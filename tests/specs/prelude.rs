//! Test helpers for behavioral specifications.
//!
//! Provides a high-level DSL for testing `bqp` CLI behavior.

#![allow(clippy::unwrap_used, clippy::expect_used, clippy::panic, dead_code)]

use std::path::{Path, PathBuf};
use std::process::{Command, Output};

/// Returns the path to a binary, checking llvm-cov target directory first.
/// Falls back to resolving relative to the test binary itself when
/// CARGO_MANIFEST_DIR is stale (e.g. a shared target directory).
fn binary_path(name: &str) -> PathBuf {
    let manifest_dir = Path::new(env!("CARGO_MANIFEST_DIR"));

    let llvm_cov_path = manifest_dir.join("target/llvm-cov-target/debug").join(name);
    if llvm_cov_path.exists() {
        return llvm_cov_path;
    }

    let standard = manifest_dir.join("target/debug").join(name);
    if standard.exists() {
        return standard;
    }

    if let Ok(exe) = std::env::current_exe() {
        if let Some(debug_dir) = exe.parent().and_then(|d| d.parent()) {
            let fallback = debug_dir.join(name);
            if fallback.exists() {
                return fallback;
            }
        }
    }

    standard
}

/// Returns the path to the bqp binary.
fn bqp_binary() -> PathBuf {
    binary_path("bqp")
}

/// Returns a Command configured to run the bqp binary.
pub fn bqp_cmd() -> Command {
    Command::new(bqp_binary())
}

/// Create a CLI builder for bqp commands.
pub fn cli() -> CliBuilder {
    CliBuilder::new()
}

/// High-level CLI builder for fluent test assertions.
pub struct CliBuilder {
    args: Vec<String>,
    dir: Option<PathBuf>,
    envs: Vec<(String, String)>,
}

impl CliBuilder {
    fn new() -> Self {
        Self {
            args: Vec::new(),
            dir: None,
            envs: vec![("RUST_LOG".into(), "error".into())],
        }
    }

    /// Add CLI arguments.
    pub fn args(mut self, args: &[&str]) -> Self {
        self.args.extend(args.iter().map(|s| s.to_string()));
        self
    }

    /// Set working directory.
    pub fn pwd(mut self, path: impl Into<PathBuf>) -> Self {
        self.dir = Some(path.into());
        self
    }

    /// Set environment variable.
    pub fn env(mut self, key: &str, value: impl AsRef<Path>) -> Self {
        self.envs.push((key.to_string(), value.as_ref().to_string_lossy().to_string()));
        self
    }

    /// Build the command without running it.
    pub fn command(self) -> Command {
        let mut cmd = bqp_cmd();
        cmd.args(&self.args);

        if let Some(dir) = self.dir {
            cmd.current_dir(dir);
        }

        for (key, value) in self.envs {
            cmd.env(key, value);
        }

        cmd
    }

    /// Run and expect success (exit code 0).
    pub fn passes(self) -> RunAssert {
        let mut cmd = self.command();
        let output = cmd.output().expect("command should run");
        assert!(
            output.status.success(),
            "expected command to pass, got exit code {:?}\nstdout: {}\nstderr: {}",
            output.status.code(),
            String::from_utf8_lossy(&output.stdout),
            String::from_utf8_lossy(&output.stderr)
        );
        RunAssert { output }
    }

    /// Run and expect failure (non-zero exit code).
    pub fn fails(self) -> RunAssert {
        let mut cmd = self.command();
        let output = cmd.output().expect("command should run");
        assert!(
            !output.status.success(),
            "expected command to fail, but it passed\nstdout: {}\nstderr: {}",
            String::from_utf8_lossy(&output.stdout),
            String::from_utf8_lossy(&output.stderr)
        );
        RunAssert { output }
    }
}

/// Result of a CLI run for chaining assertions.
pub struct RunAssert {
    output: Output,
}

impl RunAssert {
    /// Get stdout as string.
    pub fn stdout(&self) -> String {
        String::from_utf8_lossy(&self.output.stdout).into_owned()
    }

    /// Get stderr as string.
    pub fn stderr(&self) -> String {
        String::from_utf8_lossy(&self.output.stderr).into_owned()
    }

    /// Assert stdout equals expected exactly.
    pub fn stdout_eq(self, expected: &str) -> Self {
        assert_eq!(self.stdout(), expected);
        self
    }

    /// Assert stdout contains substring.
    pub fn stdout_has(self, expected: &str) -> Self {
        let stdout = self.stdout();
        assert!(stdout.contains(expected), "stdout does not contain '{expected}'\nstdout: {stdout}");
        self
    }

    /// Assert stdout does not contain substring.
    pub fn stdout_lacks(self, unexpected: &str) -> Self {
        let stdout = self.stdout();
        assert!(!stdout.contains(unexpected), "stdout should not contain '{unexpected}'\nstdout: {stdout}");
        self
    }

    /// Assert stderr contains substring.
    pub fn stderr_has(self, expected: &str) -> Self {
        let stderr = self.stderr();
        assert!(stderr.contains(expected), "stderr does not contain '{expected}'\nstderr: {stderr}");
        self
    }
}

/// Temporary test project directory with helper methods.
pub struct Project {
    dir: tempfile::TempDir,
}

impl Project {
    /// Create an empty project.
    pub fn empty() -> Self {
        Self { dir: tempfile::tempdir().unwrap() }
    }

    /// Get the project path.
    pub fn path(&self) -> &Path {
        self.dir.path()
    }

    /// Write a file at the given path (parent directories created automatically).
    pub fn file(&self, path: impl AsRef<Path>, content: &str) {
        let full_path = self.dir.path().join(path.as_ref());
        if let Some(parent) = full_path.parent() {
            std::fs::create_dir_all(parent).unwrap();
        }
        std::fs::write(full_path, content).unwrap();
    }

    /// Run a bqp command in this project's context.
    pub fn bqp(&self) -> CliBuilder {
        cli().pwd(self.path())
    }
}
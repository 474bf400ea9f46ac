// SPDX-License-Identifier: MIT

#![cfg_attr(test, allow(clippy::panic))]
#![cfg_attr(test, allow(clippy::unwrap_used))]
#![cfg_attr(test, allow(clippy::expect_used))]

//! bqp-analyzer: classifies identifier nodes in a SQL AST into destinations
//! and references.

pub mod ast;
pub mod visitor;

pub use ast::{AstNode, NodeKind};
pub use visitor::{analyze, Analysis};

#[cfg(any(test, feature = "test-support"))]
pub mod tree;
#[cfg(any(test, feature = "test-support"))]
pub use tree::TreeNode;
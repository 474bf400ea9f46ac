// SPDX-License-Identifier: MIT

//! [`FakeWarehouseClient`] — a hand-scripted stand-in for the real
//! warehouse, used by `bqp-engine` and `bqp-cli`'s tests.

use crate::client::WarehouseClient;
use crate::error::WarehouseError;
use crate::job::{JobMetadata, QueryJobConfig};
use crate::resource::{Resource, ResourceMetadata};
use async_trait::async_trait;
use bqp_core::ResourceId;
use parking_lot::Mutex;
use std::collections::{BTreeMap, VecDeque};
use std::path::Path;

#[derive(Debug, Clone, PartialEq, Eq)]
pub enum WarehouseCall {
    RunQueryJob { sql: String, dry_run: bool },
    GetDataset(ResourceId),
    GetTable(ResourceId),
    GetRoutine(ResourceId),
    TableExists(ResourceId),
    CreateView(ResourceId),
    ListTables(ResourceId),
    ListRoutines(ResourceId),
    ListModels(ResourceId),
    DeleteResource(ResourceId),
    SyncMetadata { id: ResourceId, push: bool },
}

#[derive(Default)]
struct State {
    calls: Vec<WarehouseCall>,
    job_responses: VecDeque<Result<JobMetadata, WarehouseError>>,
    resources: BTreeMap<ResourceId, Resource>,
    table_listing: BTreeMap<ResourceId, Vec<ResourceId>>,
    routine_listing: BTreeMap<ResourceId, Vec<ResourceId>>,
    model_listing: BTreeMap<ResourceId, Vec<ResourceId>>,
    deleted: Vec<ResourceId>,
    fail_deletes: bool,
}

pub struct FakeWarehouseClient {
    project_id: String,
    state: Mutex<State>,
}

impl FakeWarehouseClient {
    pub fn new(project_id: impl Into<String>) -> Self {
        Self {
            project_id: project_id.into(),
            state: Mutex::new(State::default()),
        }
    }

    pub fn queue_job_response(&self, response: Result<JobMetadata, WarehouseError>) {
        self.state.lock().job_responses.push_back(response);
    }

    pub fn put_resource(&self, resource: Resource) {
        self.state.lock().resources.insert(resource.id().clone(), resource);
    }

    pub fn seed_listing(
        &self,
        dataset: ResourceId,
        tables: Vec<ResourceId>,
        routines: Vec<ResourceId>,
        models: Vec<ResourceId>,
    ) {
        let mut s = self.state.lock();
        s.table_listing.insert(dataset.clone(), tables);
        s.routine_listing.insert(dataset.clone(), routines);
        s.model_listing.insert(dataset, models);
    }

    pub fn set_fail_deletes(&self, fail: bool) {
        self.state.lock().fail_deletes = fail;
    }

    pub fn calls(&self) -> Vec<WarehouseCall> {
        self.state.lock().calls.clone()
    }

    pub fn deleted(&self) -> Vec<ResourceId> {
        self.state.lock().deleted.clone()
    }
}

#[async_trait]
impl WarehouseClient for FakeWarehouseClient {
    async fn project_id(&self) -> String {
        self.project_id.clone()
    }

    async fn run_query_job(&self, config: QueryJobConfig) -> Result<JobMetadata, WarehouseError> {
        let mut s = self.state.lock();
        s.calls.push(WarehouseCall::RunQueryJob {
            sql: config.sql.clone(),
            dry_run: config.dry_run,
        });
        s.job_responses
            .pop_front()
            .unwrap_or_else(|| Ok(JobMetadata::default()))
    }

    async fn child_jobs(&self, _parent_job_id: &str) -> Result<Vec<JobMetadata>, WarehouseError> {
        Ok(Vec::new())
    }

    async fn get_dataset(&self, id: &ResourceId) -> Result<Resource, WarehouseError> {
        let mut s = self.state.lock();
        s.calls.push(WarehouseCall::GetDataset(id.clone()));
        s.resources
            .get(id)
            .cloned()
            .ok_or_else(|| WarehouseError::NotFound(id.to_string()))
    }

    async fn get_table(&self, id: &ResourceId) -> Result<Resource, WarehouseError> {
        let mut s = self.state.lock();
        s.calls.push(WarehouseCall::GetTable(id.clone()));
        s.resources
            .get(id)
            .cloned()
            .ok_or_else(|| WarehouseError::NotFound(id.to_string()))
    }

    async fn get_routine(&self, id: &ResourceId) -> Result<Resource, WarehouseError> {
        let mut s = self.state.lock();
        s.calls.push(WarehouseCall::GetRoutine(id.clone()));
        s.resources
            .get(id)
            .cloned()
            .ok_or_else(|| WarehouseError::NotFound(id.to_string()))
    }

    async fn table_exists(&self, id: &ResourceId) -> Result<bool, WarehouseError> {
        let mut s = self.state.lock();
        s.calls.push(WarehouseCall::TableExists(id.clone()));
        Ok(s.resources.contains_key(id))
    }

    async fn create_view(&self, id: &ResourceId, _view_sql: &str) -> Result<Resource, WarehouseError> {
        let mut s = self.state.lock();
        s.calls.push(WarehouseCall::CreateView(id.clone()));
        let resource = Resource::Table(id.clone());
        s.resources.insert(id.clone(), resource.clone());
        Ok(resource)
    }

    async fn list_tables(&self, dataset: &ResourceId) -> Result<Vec<ResourceId>, WarehouseError> {
        let mut s = self.state.lock();
        s.calls.push(WarehouseCall::ListTables(dataset.clone()));
        Ok(s.table_listing.get(dataset).cloned().unwrap_or_default())
    }

    async fn list_routines(&self, dataset: &ResourceId) -> Result<Vec<ResourceId>, WarehouseError> {
        let mut s = self.state.lock();
        s.calls.push(WarehouseCall::ListRoutines(dataset.clone()));
        Ok(s.routine_listing.get(dataset).cloned().unwrap_or_default())
    }

    async fn list_models(&self, dataset: &ResourceId) -> Result<Vec<ResourceId>, WarehouseError> {
        let mut s = self.state.lock();
        s.calls.push(WarehouseCall::ListModels(dataset.clone()));
        Ok(s.model_listing.get(dataset).cloned().unwrap_or_default())
    }

    async fn delete_resource(&self, id: &ResourceId) -> Result<(), WarehouseError> {
        let mut s = self.state.lock();
        s.calls.push(WarehouseCall::DeleteResource(id.clone()));
        if s.fail_deletes {
            return Err(WarehouseError::Rpc(format!("delete failed: {id}")));
        }
        s.resources.remove(id);
        s.deleted.push(id.clone());
        Ok(())
    }

    async fn sync_metadata(
        &self,
        resource: &Resource,
        _dir: &Path,
        push: bool,
    ) -> Result<ResourceMetadata, WarehouseError> {
        let mut s = self.state.lock();
        s.calls.push(WarehouseCall::SyncMetadata {
            id: resource.id().clone(),
            push,
        });
        Ok(ResourceMetadata::default())
    }
}

#[cfg(test)]
#[path = "fake_tests.rs"]
mod tests;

> _TASK DETAILS_
Copy out every line of the material above that mentions the word "BTreeMap".

> _REPLY TO THE TASK_
use std::collections::{BTreeMap, VecDeque};
    resources: BTreeMap<ResourceId, Resource>,
    table_listing: BTreeMap<ResourceId, Vec<ResourceId>>,
    routine_listing: BTreeMap<ResourceId, Vec<ResourceId>>,
    model_listing: BTreeMap<ResourceId, Vec<ResourceId>>,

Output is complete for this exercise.